- _Exercise goal_: Say how many lines in the records include the string "routes", adding no other words.

--- Task inputs ---

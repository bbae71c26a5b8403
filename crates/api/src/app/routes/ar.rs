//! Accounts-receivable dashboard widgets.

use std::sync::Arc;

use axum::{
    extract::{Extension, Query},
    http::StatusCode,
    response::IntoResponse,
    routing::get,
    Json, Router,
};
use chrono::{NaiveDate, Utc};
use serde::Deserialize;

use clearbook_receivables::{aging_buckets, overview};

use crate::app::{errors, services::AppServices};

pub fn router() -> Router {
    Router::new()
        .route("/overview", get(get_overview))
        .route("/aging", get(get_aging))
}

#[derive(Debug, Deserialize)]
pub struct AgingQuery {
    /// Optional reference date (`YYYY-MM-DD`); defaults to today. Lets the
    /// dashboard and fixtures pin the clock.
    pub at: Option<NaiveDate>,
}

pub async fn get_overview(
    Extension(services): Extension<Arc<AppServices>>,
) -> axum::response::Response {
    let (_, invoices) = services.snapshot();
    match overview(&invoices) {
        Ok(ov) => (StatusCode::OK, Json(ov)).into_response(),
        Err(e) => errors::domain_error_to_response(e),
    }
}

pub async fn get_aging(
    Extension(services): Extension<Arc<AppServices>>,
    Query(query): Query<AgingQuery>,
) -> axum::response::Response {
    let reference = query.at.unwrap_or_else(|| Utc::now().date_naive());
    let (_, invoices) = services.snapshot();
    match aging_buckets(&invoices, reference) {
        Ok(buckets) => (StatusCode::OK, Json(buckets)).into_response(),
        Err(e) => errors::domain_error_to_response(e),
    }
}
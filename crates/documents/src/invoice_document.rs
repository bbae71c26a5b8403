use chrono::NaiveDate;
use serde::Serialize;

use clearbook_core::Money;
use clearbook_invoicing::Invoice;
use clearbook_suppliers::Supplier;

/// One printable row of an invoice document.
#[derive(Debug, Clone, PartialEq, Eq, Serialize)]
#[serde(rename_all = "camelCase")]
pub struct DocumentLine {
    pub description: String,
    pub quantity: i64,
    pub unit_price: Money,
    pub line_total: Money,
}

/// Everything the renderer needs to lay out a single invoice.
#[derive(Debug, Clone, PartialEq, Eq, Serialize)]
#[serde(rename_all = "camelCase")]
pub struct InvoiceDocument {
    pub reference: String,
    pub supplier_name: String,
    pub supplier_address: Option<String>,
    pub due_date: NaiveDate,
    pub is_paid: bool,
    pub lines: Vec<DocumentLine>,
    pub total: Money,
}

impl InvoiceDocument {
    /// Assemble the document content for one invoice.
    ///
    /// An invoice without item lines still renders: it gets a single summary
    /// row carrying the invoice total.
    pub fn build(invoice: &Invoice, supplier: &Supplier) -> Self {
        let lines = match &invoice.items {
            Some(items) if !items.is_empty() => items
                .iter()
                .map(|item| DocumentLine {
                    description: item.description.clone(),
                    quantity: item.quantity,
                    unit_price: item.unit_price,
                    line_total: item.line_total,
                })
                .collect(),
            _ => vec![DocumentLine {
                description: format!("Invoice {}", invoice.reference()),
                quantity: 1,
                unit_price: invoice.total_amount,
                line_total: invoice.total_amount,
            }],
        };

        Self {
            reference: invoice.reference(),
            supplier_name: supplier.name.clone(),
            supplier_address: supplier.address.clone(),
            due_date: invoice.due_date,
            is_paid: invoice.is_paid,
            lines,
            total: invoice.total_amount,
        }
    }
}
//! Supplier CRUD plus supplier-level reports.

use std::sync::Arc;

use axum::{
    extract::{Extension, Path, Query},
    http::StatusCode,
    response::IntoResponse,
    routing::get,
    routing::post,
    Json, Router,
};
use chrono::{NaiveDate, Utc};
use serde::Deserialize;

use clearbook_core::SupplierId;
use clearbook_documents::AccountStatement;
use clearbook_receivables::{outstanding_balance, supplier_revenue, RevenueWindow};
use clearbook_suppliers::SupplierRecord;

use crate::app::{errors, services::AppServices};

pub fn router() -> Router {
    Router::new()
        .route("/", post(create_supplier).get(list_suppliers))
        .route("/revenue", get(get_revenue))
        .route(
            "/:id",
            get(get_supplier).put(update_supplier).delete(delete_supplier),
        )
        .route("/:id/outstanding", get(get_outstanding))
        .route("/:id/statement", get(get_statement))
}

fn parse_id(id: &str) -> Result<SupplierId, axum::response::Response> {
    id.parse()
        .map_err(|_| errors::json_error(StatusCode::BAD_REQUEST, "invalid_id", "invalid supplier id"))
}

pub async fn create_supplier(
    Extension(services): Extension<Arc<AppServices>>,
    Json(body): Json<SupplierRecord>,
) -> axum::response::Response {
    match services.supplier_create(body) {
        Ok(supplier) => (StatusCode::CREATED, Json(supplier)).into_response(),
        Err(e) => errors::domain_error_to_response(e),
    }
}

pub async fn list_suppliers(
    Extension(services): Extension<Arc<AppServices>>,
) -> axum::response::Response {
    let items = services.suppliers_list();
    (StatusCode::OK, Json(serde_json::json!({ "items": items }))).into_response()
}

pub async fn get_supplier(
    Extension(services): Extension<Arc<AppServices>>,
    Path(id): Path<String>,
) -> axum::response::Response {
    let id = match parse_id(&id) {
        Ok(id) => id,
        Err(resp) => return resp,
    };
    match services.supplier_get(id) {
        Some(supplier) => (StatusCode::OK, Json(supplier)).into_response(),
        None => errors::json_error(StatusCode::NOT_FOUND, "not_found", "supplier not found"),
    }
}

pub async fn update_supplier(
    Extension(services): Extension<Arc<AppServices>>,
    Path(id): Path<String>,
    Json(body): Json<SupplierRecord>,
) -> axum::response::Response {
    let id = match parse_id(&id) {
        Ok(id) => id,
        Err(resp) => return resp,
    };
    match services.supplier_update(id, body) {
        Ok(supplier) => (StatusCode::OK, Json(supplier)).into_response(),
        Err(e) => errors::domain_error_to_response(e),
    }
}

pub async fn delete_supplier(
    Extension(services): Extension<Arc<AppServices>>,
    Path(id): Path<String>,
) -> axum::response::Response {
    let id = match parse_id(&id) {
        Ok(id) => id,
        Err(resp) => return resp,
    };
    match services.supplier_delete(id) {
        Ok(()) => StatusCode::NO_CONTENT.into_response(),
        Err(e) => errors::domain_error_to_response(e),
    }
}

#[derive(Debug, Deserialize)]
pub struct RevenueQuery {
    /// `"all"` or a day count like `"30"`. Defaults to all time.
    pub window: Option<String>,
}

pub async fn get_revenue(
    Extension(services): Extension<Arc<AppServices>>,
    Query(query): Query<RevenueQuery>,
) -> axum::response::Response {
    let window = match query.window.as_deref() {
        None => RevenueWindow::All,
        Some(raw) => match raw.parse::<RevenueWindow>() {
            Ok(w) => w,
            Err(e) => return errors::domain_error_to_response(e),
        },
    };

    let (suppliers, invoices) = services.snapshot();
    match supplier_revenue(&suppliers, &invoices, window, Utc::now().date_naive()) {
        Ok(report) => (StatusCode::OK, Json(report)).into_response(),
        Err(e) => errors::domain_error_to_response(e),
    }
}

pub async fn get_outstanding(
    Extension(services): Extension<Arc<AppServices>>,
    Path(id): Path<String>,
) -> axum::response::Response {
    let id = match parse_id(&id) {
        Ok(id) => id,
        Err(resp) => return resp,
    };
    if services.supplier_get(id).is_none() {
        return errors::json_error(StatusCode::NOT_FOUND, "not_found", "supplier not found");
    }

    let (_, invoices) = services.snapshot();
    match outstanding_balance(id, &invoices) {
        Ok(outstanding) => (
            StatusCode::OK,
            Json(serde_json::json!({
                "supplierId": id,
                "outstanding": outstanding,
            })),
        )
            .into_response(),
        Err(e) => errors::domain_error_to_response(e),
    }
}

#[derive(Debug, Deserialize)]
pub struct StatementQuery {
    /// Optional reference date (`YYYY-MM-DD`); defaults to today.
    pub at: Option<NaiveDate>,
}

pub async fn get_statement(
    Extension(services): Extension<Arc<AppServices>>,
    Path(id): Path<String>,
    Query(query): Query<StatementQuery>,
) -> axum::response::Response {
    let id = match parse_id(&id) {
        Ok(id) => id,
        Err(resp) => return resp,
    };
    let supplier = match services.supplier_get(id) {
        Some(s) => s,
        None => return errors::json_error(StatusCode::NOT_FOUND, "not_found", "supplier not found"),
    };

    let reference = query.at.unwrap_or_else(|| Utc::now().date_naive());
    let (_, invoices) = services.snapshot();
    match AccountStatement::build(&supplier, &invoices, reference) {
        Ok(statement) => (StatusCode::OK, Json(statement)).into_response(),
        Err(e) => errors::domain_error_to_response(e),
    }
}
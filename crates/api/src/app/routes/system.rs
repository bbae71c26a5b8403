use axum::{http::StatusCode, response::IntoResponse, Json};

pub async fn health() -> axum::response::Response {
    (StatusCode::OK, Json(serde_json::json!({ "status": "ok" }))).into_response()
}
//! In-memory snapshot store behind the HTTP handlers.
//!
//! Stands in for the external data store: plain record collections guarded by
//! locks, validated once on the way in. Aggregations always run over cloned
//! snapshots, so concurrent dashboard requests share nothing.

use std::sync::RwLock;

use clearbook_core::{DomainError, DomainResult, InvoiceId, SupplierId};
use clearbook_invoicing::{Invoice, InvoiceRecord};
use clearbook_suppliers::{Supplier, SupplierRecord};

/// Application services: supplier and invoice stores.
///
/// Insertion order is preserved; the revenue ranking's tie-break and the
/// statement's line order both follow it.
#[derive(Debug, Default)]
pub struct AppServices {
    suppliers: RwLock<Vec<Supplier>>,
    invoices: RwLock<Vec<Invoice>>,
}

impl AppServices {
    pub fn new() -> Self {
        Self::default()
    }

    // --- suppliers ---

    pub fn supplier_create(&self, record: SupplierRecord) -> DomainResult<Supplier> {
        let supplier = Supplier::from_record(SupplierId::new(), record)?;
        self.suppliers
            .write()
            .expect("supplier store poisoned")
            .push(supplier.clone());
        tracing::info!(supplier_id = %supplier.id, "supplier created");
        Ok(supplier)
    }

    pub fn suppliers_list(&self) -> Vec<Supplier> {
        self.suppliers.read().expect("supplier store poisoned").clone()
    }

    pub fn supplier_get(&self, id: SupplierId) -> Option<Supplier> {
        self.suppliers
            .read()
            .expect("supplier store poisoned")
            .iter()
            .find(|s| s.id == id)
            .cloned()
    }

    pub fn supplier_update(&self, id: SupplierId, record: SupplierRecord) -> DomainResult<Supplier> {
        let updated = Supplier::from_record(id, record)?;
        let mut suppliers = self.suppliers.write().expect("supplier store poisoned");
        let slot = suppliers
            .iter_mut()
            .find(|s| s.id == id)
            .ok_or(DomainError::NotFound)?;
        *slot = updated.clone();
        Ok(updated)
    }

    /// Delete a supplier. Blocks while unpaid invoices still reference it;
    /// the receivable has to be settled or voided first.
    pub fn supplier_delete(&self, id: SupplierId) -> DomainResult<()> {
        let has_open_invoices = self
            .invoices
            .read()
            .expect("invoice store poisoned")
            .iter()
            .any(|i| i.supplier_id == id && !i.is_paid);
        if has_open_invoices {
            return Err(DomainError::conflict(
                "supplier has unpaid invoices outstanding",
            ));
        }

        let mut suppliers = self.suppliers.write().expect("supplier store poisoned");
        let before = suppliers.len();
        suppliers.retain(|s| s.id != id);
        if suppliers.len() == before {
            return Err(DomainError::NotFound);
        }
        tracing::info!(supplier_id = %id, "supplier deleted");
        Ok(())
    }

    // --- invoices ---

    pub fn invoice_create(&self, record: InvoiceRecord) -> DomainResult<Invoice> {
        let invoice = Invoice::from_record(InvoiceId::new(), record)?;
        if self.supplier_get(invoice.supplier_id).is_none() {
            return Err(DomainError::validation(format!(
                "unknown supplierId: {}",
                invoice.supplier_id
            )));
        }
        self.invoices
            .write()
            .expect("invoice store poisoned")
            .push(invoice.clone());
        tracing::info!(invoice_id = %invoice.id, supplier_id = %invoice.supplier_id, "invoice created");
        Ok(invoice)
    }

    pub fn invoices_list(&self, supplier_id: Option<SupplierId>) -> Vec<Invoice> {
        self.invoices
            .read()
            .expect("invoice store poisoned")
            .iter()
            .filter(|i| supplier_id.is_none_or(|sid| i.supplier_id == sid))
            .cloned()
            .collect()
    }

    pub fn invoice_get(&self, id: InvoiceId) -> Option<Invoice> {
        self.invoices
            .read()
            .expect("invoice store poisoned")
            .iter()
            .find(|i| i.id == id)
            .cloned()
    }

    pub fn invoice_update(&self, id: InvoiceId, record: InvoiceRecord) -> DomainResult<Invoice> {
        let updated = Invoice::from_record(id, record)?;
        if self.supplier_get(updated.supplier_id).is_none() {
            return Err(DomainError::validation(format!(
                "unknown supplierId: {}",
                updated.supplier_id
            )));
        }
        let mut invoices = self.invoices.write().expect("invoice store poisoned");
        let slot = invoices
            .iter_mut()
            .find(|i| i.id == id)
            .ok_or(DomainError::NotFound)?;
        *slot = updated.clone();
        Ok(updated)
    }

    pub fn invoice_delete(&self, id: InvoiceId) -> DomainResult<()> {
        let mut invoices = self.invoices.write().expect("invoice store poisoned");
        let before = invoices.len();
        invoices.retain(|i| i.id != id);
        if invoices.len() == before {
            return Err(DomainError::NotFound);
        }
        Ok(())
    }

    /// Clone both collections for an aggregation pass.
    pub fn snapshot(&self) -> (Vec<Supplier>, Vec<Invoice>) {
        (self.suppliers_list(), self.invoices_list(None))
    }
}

---

- _Answer space_: 2